Political compromise depends on who's holding the cards

Point Austin
It's a commonplace of political commentary (often nearby in these pages) that the U.S. Constitution and the American political system generally provide invaluable "checks and balances" that prevent hasty or precipitous government actions or the inevitable domination of public policy by special or minority interests. That's true enough, as far as it goes – in a remarkably diverse country of 300 million people with an enormously broad range of often wildly competing interests, it's only reasonable to believe that it takes a lot of compromising to determine priorities and to get anything done. Yet the other side of that coin, one that pundits often fail to acknowledge, is that under this system, it's often a lot easier to get the bad things done than the good ones.

Witness just the last eight years in Washington. In a frenzy of bipartisan hysteria, the U.S. twice engaged in undeclared (and unfinished) war with little official dissent, abused conventional government accounting and (rather than raise taxes) looted the Treasury to fight those wars, ceded regulation of the economic system to the bankers and speculators, and then panicked when the inevitable bubbles began bursting and the house of cards collapsed. Now that all that's done, a new administration, elected on the promise of new ways of doing business, is trying to pick up the pieces – and those same checks and balances that failed so badly to stop the disasters are suddenly in play to delay the reconstruction.

Consider, for just one example, the policy gridlock in the U.S. Senate, which now routinely requires 60 votes instead of a simple majority to override potential filibusters. For some reason, Democrats who generally could not, when in the minority, muster 41 votes to derail Repub­lican initiatives, now can only muster the 60 required to move forward on major economic legislation by handing the policy keys to a couple of "moderate" GOP senators. Setting aside for a moment the merits of the overall Obama administration's stimulus plan – speaking as a noneconomist, I can only hope they're doing enough to get us out of the ditch – why is it that U.S. economic policy should be held hostage, and diminished, by a couple of minority voters of the party that lost, overwhelmingly, the last two federal elections?

In this context, recall that the 18th century Constitution granted equal Senate representation to vast ranges of mostly empty state territories that now have smaller populations than House congressional districts, a polarization since greatly exaggerated by two centuries of urbanization – meaning that two senators from Wyoming (520,000) or North Dakota (640,000) weigh equally with the two senators from New York, Califor­nia, or Texas, effectively giving Senate veto power to small minorities (and unrepresentative interests) of voters.

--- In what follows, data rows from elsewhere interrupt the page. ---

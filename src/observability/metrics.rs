use std::sync::atomic::{AtomicU64, Ordering};
use std::time::Instant;

use crate::error::TrustError;

/// Metrics registry for the application.
#[derive(Debug, Default)]
pub struct MetricsRegistry {
    /// Total pipeline invocations
    pub invocations_total: AtomicU64,

    /// Invocations by outcome
    pub invocations_authorized: AtomicU64,
    pub invocations_unauthorized: AtomicU64,
    pub invocations_invalid_input: AtomicU64,
    pub invocations_timed_out: AtomicU64,

    /// Invocation latency buckets
    pub latency_under_1ms: AtomicU64,
    pub latency_1_5ms: AtomicU64,
    pub latency_5_10ms: AtomicU64,
    pub latency_10_50ms: AtomicU64,
    pub latency_50_100ms: AtomicU64,
    pub latency_over_100ms: AtomicU64,

    /// Policy reloads observed by the server
    pub policy_reloads_total: AtomicU64,
}

impl MetricsRegistry {
    /// Create a new metrics registry.
    pub fn new() -> Self {
        MetricsRegistry::default()
    }

    /// Record the outcome of an invocation.
    pub fn record_outcome<T>(&self, outcome: &Result<T, TrustError>) {
        self.invocations_total.fetch_add(1, Ordering::Relaxed);

        let counter = match outcome {
            Ok(_) => &self.invocations_authorized,
            Err(TrustError::Unauthorized(_)) => &self.invocations_unauthorized,
            Err(TrustError::Capture(_) | TrustError::Context(_)) => {
                &self.invocations_invalid_input
            }
        };
        counter.fetch_add(1, Ordering::Relaxed);
    }

    /// Record an invocation abandoned at the external deadline.
    pub fn record_timeout(&self) {
        self.invocations_total.fetch_add(1, Ordering::Relaxed);
        self.invocations_timed_out.fetch_add(1, Ordering::Relaxed);
    }

    /// Record invocation latency.
    pub fn record_latency(&self, start: Instant) {
        let micros = start.elapsed().as_micros() as u64;

        let bucket = if micros < 1000 {
            &self.latency_under_1ms
        } else if micros < 5000 {
            &self.latency_1_5ms
        } else if micros < 10000 {
            &self.latency_5_10ms
        } else if micros < 50000 {
            &self.latency_10_50ms
        } else if micros < 100000 {
            &self.latency_50_100ms
        } else {
            &self.latency_over_100ms
        };
        bucket.fetch_add(1, Ordering::Relaxed);
    }

    pub fn record_policy_reload(&self) {
        self.policy_reloads_total.fetch_add(1, Ordering::Relaxed);
    }

    /// Export metrics in Prometheus format.
    pub fn to_prometheus(&self) -> String {
        format!(
            r#"# HELP trustr_invocations_total Total number of pipeline invocations
# TYPE trustr_invocations_total counter
trustr_invocations_total {}

# HELP trustr_invocations Pipeline invocations by outcome
# TYPE trustr_invocations counter
trustr_invocations{{outcome="authorized"}} {}
trustr_invocations{{outcome="unauthorized"}} {}
trustr_invocations{{outcome="invalid_input"}} {}
trustr_invocations{{outcome="timeout"}} {}

# HELP trustr_invocation_latency_bucket Invocation latency histogram
# TYPE trustr_invocation_latency_bucket counter
trustr_invocation_latency_bucket{{le="0.001"}} {}
trustr_invocation_latency_bucket{{le="0.005"}} {}
trustr_invocation_latency_bucket{{le="0.01"}} {}
trustr_invocation_latency_bucket{{le="0.05"}} {}
trustr_invocation_latency_bucket{{le="0.1"}} {}
trustr_invocation_latency_bucket{{le="+Inf"}} {}

# HELP trustr_policy_reloads_total Policy reloads picked up
# TYPE trustr_policy_reloads_total counter
trustr_policy_reloads_total {}
"#,
            self.invocations_total.load(Ordering::Relaxed),
            self.invocations_authorized.load(Ordering::Relaxed),
            self.invocations_unauthorized.load(Ordering::Relaxed),
            self.invocations_invalid_input.load(Ordering::Relaxed),
            self.invocations_timed_out.load(Ordering::Relaxed),
            self.latency_under_1ms.load(Ordering::Relaxed),
            self.latency_1_5ms.load(Ordering::Relaxed),
            self.latency_5_10ms.load(Ordering::Relaxed),
            self.latency_10_50ms.load(Ordering::Relaxed),
            self.latency_50_100ms.load(Ordering::Relaxed),
            self.latency_over_100ms.load(Ordering::Relaxed),
            self.policy_reloads_total.load(Ordering::Relaxed),
        )
    }
}

/// Guard for timing operations.
pub struct TimingGuard<'a> {
    registry: &'a MetricsRegistry,
    start: Instant,
}

impl<'a> TimingGuard<'a> {
    pub fn new(registry: &'a MetricsRegistry) -> Self {
        TimingGuard {
            registry,
            start: Instant::now(),
        }
    }

    pub fn elapsed_ms(&self) -> u128 {
        self.start.elapsed().as_millis()
    }
}

impl<'a> Drop for TimingGuard<'a> {
    fn drop(&mut self) {
        self.registry.record_latency(self.start);
    }
}
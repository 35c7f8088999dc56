use serde_json::Value;
use std::sync::Arc;
use thiserror::Error;

use crate::domain::{AccessPolicy, AccessRequest, Caller, Grant};
use crate::error::{BoxError, ConfigError};
use crate::pipeline::{CaptureFn, ContextFn, Pipeline};
use crate::rules::{rule_fn, Rule};

/// Pipeline evaluating access requests against an [`AccessPolicy`].
pub type AccessPipeline = Pipeline<AccessRequest, Caller>;

/// Role that `checkId` reports as administrator.
pub const ADMIN_ROLE: &str = "admin";

/// Reasons the stock rules deny a request.
#[derive(Debug, Error, PartialEq, Eq)]
pub enum AccessDenied {
    #[error("user id is empty")]
    MissingUser,

    #[error("user {0} is blocked")]
    BlockedUser(String),

    #[error("a tenant is required")]
    MissingTenant,

    #[error("tenant {0} is not allowed")]
    TenantNotAllowed(String),

    #[error("role {role} may not {action}")]
    ActionNotPermitted { role: String, action: String },
}

/// Build the stock access pipeline for `policy`.
///
/// Input is deserialized into [`AccessRequest`]; context, when present and
/// not null, into [`Caller`].
pub fn access_pipeline(policy: Arc<AccessPolicy>) -> Result<AccessPipeline, ConfigError> {
    Pipeline::builder()
        .capture_with(CaptureFn::json())
        .context_with(ContextFn::new(caller_context))
        .rules(access_rules(policy))
        .build()
}

fn caller_context(raw: Option<Value>) -> Result<Caller, BoxError> {
    match raw {
        None | Some(Value::Null) => Ok(Caller::default()),
        Some(value) => Ok(serde_json::from_value(value)?),
    }
}

/// The stock rules, in evaluation order.
pub fn access_rules(policy: Arc<AccessPolicy>) -> Vec<Rule<AccessRequest, Caller>> {
    vec![
        check_id(Arc::clone(&policy)),
        get_role(Arc::clone(&policy)),
        check_tenant(Arc::clone(&policy)),
        check_action(Arc::clone(&policy)),
        grant(policy),
    ]
}

/// Rejects empty or blocked users; reports whether the user is an administrator.
pub fn check_id(policy: Arc<AccessPolicy>) -> Rule<AccessRequest, Caller> {
    rule_fn("checkId", move |req: &AccessRequest, _| {
        if req.user_id.is_empty() {
            return Err(AccessDenied::MissingUser.into());
        }
        if policy.is_blocked(&req.user_id) {
            return Err(AccessDenied::BlockedUser(req.user_id.clone()).into());
        }
        Ok(policy.role_for(&req.user_id) == ADMIN_ROLE)
    })
}

/// Resolves the user's role.
pub fn get_role(policy: Arc<AccessPolicy>) -> Rule<AccessRequest, Caller> {
    rule_fn("getRole", move |req: &AccessRequest, _| {
        Ok(policy.role_for(&req.user_id).to_string())
    })
}

/// Enforces the tenant allow-list. Contributes no result.
pub fn check_tenant(policy: Arc<AccessPolicy>) -> Rule<AccessRequest, Caller> {
    rule_fn("checkTenant", move |_, caller: Option<&Caller>| {
        match caller.and_then(|c| c.tenant.as_deref()) {
            Some(tenant) if !policy.tenant_allowed(tenant) => {
                Err(AccessDenied::TenantNotAllowed(tenant.to_string()).into())
            }
            None if !policy.tenants.is_empty() => Err(AccessDenied::MissingTenant.into()),
            _ => Ok(()),
        }
    })
}

/// Checks the requested action against the user's role. Contributes no result.
pub fn check_action(policy: Arc<AccessPolicy>) -> Rule<AccessRequest, Caller> {
    rule_fn("checkAction", move |req: &AccessRequest, _| {
        let role = policy.role_for(&req.user_id);
        if policy.allows(role, &req.action) {
            Ok(())
        } else {
            Err(AccessDenied::ActionNotPermitted {
                role: role.to_string(),
                action: req.action.clone(),
            }
            .into())
        }
    })
}

/// Summarizes what was allowed.
pub fn grant(policy: Arc<AccessPolicy>) -> Rule<AccessRequest, Caller> {
    rule_fn("grant", move |req: &AccessRequest, _| {
        Ok(Some(Grant {
            role: policy.role_for(&req.user_id).to_string(),
            action: req.action.clone(),
            resource: req.resource.clone(),
        }))
    })
}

That's definitely a "check," I guess. "Balance"? Not so much.


One Man's Check ...

Here at home, this week the Capitol witnessed the state Republican senators riding roughshod over Senate traditions and procedural rules – those "checks" again, on the blink – in order to ramrod a voter ID bill that will structurally suppress minority (i.e., mostly Democratic) voting. You might have thought the economy and the budget would take precedence over partisan jockeying, but with a new census on the horizon, public officials want more ways to pre­select their voters. And though Texas "minorities" now in fact outnumber their white compatriots, they remain effectively powerless to "check" this official assault on their civil rights.

That brings me by degrees to the city's current budget predicament, which at first appears to be just another instance of the annual debate over local priorities, exacerbated unusually this year by the national economic meltdown. So we find ourselves, once again, in an often bitter public argument over what we can afford (or afford to cut), trying to decide what's more valuable or absolutely necessary. Predictably, the city's already rather minimal support for social services lands at the bottom of the list, but a great many other important public functions also come up short or go begging altogether: code enforcement, park and greenspace maintenance, long-term planning, and so on (pick your own priority; you can be certain it took a hit).


Following the Money

Yet while the city deals as it must with the facts and funding on the ground, it's worth remembering that larger "checks and balances" helped create the current emergency. The state (those Republican legislators, again) not only limits how much money cities can raise from one year to the next – regardless of actual municipal needs, city to city – it has also put harsh indirect limits on city budgets by refusing to adequately fund public schools. Austinites have responded consistently by endorsing school district bond and tax initiatives, and that's in fact where most of the property-tax bite goes – but that has made City Council members even more reluctant to raise city tax rates, knowing that taxpayers, pinched on all sides, do not necessarily distinguish one revenue stream from another. Neither will the state seriously fund mass transit nor defend environmental priorities nor certainly pay for city infrastructure with the generosity it once liked to lavish on suburban highways – and all these needs roll downhill, to be confronted (and somehow paid for) by city planners and city taxpayers.

The council, this one and its predecessors, is not off the hook. The politicized reluctance to raise taxes beyond the rollback rate in flush times – or even the eagerness to cut the rate and rely instead on rising property values to make ends meet – now leaves the city with a historical backlog of unfilled needs that might have been better addressed when we were in high cotton.

But when you find yourselves arguing with your neighbor (or your public officials) about who and what is more important – firefighters or librarians, for painful example – don't forget that the terms of the argument have too often been predetermined down at the Capitol, or far beyond Austin city limits, by "checks" written elsewhere and "balances" weighed with somebody else's thumb on the scales.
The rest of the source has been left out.